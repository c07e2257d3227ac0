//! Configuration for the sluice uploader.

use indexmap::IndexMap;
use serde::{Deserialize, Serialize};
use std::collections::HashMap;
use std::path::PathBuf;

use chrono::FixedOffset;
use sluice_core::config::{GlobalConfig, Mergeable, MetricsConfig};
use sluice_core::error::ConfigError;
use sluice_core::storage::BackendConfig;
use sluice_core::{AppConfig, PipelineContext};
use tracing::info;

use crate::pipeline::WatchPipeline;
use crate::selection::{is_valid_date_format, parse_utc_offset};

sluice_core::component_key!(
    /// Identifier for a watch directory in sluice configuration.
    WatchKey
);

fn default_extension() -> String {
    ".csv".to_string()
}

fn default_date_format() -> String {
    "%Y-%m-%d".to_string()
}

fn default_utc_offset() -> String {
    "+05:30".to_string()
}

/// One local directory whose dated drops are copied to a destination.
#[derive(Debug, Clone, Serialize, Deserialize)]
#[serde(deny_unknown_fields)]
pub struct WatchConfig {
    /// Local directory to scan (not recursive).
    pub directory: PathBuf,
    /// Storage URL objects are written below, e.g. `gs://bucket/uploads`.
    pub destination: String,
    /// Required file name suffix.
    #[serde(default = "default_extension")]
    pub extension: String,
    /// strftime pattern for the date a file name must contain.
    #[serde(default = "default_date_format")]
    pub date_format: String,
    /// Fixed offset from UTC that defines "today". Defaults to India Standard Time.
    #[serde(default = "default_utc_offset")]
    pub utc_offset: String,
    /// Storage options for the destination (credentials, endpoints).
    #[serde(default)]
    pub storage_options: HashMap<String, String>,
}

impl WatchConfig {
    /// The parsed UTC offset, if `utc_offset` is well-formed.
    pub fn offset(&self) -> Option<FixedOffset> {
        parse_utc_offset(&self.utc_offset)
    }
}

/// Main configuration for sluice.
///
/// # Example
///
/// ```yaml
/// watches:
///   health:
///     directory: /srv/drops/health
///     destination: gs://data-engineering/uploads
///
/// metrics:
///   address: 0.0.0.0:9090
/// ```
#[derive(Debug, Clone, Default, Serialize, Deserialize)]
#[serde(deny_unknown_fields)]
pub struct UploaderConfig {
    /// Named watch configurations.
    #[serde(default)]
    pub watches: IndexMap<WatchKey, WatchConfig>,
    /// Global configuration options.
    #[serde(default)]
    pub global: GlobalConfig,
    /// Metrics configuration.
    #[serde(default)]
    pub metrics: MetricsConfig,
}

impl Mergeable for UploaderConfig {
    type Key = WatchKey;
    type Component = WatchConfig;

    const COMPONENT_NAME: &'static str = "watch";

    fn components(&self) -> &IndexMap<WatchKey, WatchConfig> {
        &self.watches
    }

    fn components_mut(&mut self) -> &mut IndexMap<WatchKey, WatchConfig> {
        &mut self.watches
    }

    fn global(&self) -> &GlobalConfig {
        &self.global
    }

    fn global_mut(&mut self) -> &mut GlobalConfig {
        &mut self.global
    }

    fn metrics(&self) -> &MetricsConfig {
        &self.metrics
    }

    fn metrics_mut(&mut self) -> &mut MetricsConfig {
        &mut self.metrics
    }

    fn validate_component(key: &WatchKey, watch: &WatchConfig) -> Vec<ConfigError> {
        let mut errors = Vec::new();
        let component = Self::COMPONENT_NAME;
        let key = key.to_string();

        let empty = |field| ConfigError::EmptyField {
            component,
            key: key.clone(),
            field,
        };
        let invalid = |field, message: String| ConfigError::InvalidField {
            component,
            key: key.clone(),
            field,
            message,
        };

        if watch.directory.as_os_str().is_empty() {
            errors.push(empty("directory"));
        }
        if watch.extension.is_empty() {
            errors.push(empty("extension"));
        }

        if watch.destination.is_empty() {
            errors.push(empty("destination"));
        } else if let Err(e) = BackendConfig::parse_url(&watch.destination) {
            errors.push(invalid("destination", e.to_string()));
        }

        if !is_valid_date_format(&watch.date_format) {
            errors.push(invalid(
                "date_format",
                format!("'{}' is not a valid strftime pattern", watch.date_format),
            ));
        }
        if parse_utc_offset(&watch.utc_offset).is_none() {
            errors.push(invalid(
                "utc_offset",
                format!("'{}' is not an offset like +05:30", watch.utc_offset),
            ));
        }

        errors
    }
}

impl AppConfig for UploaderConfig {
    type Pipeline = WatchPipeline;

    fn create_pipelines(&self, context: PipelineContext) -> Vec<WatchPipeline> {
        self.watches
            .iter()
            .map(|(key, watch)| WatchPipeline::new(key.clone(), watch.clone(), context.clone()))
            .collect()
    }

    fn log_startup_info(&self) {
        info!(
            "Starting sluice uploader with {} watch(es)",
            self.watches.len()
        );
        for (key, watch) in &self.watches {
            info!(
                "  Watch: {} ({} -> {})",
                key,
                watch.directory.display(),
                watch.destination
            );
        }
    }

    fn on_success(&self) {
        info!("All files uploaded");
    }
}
○ ○ ○
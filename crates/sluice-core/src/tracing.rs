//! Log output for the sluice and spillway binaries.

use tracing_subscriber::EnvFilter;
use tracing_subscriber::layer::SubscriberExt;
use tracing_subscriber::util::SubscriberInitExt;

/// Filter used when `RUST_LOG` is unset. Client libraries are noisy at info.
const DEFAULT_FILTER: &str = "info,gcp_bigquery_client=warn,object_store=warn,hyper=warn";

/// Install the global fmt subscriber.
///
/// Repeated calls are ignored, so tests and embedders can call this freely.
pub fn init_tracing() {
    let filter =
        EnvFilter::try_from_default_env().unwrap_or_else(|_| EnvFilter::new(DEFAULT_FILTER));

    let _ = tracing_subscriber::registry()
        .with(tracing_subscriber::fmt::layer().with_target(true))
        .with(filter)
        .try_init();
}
○ ○ ○
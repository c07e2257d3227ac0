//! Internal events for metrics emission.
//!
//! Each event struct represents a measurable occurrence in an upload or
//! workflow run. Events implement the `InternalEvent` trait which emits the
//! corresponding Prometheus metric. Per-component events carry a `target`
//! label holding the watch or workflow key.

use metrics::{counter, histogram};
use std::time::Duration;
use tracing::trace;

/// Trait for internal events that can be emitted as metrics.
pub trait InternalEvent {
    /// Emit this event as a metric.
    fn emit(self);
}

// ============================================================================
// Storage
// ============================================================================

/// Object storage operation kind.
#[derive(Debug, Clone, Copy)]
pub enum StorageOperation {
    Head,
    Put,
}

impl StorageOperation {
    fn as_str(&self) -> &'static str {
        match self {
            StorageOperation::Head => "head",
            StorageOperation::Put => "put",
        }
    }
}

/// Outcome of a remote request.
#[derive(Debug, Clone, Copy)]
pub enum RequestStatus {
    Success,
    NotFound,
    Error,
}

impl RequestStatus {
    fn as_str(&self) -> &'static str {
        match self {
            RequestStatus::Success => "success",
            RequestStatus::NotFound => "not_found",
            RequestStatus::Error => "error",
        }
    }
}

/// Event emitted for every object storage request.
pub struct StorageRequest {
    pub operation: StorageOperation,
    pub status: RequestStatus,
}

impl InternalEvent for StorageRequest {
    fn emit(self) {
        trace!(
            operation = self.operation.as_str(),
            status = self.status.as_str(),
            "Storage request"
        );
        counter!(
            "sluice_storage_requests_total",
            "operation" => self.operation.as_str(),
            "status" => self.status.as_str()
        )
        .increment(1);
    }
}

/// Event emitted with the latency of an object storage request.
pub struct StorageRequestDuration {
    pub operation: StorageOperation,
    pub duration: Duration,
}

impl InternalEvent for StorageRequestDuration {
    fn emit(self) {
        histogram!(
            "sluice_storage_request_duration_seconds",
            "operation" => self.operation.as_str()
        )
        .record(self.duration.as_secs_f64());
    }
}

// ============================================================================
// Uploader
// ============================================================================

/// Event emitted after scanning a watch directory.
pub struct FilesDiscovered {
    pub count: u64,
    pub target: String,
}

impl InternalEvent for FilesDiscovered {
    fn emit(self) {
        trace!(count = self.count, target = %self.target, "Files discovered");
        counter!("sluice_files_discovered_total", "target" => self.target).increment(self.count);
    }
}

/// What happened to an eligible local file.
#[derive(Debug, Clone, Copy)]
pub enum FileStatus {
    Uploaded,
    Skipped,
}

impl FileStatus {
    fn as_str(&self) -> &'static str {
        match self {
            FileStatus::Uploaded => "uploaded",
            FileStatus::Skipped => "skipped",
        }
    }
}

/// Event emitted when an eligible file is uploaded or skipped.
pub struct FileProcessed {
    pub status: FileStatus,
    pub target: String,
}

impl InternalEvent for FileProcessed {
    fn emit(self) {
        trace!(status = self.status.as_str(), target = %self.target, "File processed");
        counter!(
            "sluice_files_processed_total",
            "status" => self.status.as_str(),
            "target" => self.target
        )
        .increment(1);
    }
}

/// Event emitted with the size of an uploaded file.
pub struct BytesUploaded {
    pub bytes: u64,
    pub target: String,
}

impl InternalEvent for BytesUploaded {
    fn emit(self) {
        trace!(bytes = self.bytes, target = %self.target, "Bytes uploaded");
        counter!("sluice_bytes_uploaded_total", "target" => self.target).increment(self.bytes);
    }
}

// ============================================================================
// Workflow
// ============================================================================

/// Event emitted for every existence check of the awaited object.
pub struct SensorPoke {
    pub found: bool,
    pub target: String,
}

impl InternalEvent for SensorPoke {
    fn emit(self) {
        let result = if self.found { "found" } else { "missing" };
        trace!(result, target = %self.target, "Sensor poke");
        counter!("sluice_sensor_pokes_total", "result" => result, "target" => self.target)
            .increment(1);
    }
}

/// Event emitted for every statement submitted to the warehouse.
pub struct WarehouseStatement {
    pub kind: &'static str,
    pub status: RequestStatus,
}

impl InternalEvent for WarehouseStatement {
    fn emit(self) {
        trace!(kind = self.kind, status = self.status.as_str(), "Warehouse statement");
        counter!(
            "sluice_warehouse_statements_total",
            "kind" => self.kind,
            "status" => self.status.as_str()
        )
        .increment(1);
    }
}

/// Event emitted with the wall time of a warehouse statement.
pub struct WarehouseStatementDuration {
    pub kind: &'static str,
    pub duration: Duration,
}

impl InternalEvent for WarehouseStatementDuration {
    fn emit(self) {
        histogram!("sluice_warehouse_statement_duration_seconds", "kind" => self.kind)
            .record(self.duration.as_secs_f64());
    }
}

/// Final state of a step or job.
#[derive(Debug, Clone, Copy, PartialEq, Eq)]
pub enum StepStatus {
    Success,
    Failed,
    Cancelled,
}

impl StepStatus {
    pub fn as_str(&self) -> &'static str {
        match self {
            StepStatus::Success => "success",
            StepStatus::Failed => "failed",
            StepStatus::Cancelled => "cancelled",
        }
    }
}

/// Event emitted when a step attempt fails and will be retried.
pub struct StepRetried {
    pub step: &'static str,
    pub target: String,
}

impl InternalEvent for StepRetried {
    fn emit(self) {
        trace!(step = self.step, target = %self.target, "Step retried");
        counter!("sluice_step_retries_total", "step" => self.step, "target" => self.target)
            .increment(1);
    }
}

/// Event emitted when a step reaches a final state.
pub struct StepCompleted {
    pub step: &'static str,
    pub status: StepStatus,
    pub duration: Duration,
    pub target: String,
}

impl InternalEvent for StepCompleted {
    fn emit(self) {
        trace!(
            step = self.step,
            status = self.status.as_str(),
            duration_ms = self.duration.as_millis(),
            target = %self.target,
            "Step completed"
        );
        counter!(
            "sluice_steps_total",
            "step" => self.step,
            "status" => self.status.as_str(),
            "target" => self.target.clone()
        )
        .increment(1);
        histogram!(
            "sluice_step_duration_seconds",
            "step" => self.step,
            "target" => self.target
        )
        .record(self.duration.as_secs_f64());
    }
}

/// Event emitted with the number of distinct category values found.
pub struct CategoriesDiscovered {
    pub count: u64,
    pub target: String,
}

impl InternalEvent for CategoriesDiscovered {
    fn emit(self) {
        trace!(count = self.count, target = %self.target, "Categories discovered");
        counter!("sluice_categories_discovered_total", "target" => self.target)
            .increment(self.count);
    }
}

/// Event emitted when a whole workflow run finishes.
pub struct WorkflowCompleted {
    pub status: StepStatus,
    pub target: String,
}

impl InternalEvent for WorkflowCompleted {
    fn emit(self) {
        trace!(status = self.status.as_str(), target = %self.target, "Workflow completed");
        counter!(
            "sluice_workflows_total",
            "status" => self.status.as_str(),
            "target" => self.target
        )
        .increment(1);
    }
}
○ ○ ○
# YOUR GOAL
Copy out all lines from the records where the word "push" appears.

# TASK ANSWER
            errors.push(empty("directory"));
            errors.push(empty("extension"));
            errors.push(empty("destination"));
            errors.push(invalid("destination", e.to_string()));
            errors.push(invalid(
            errors.push(invalid(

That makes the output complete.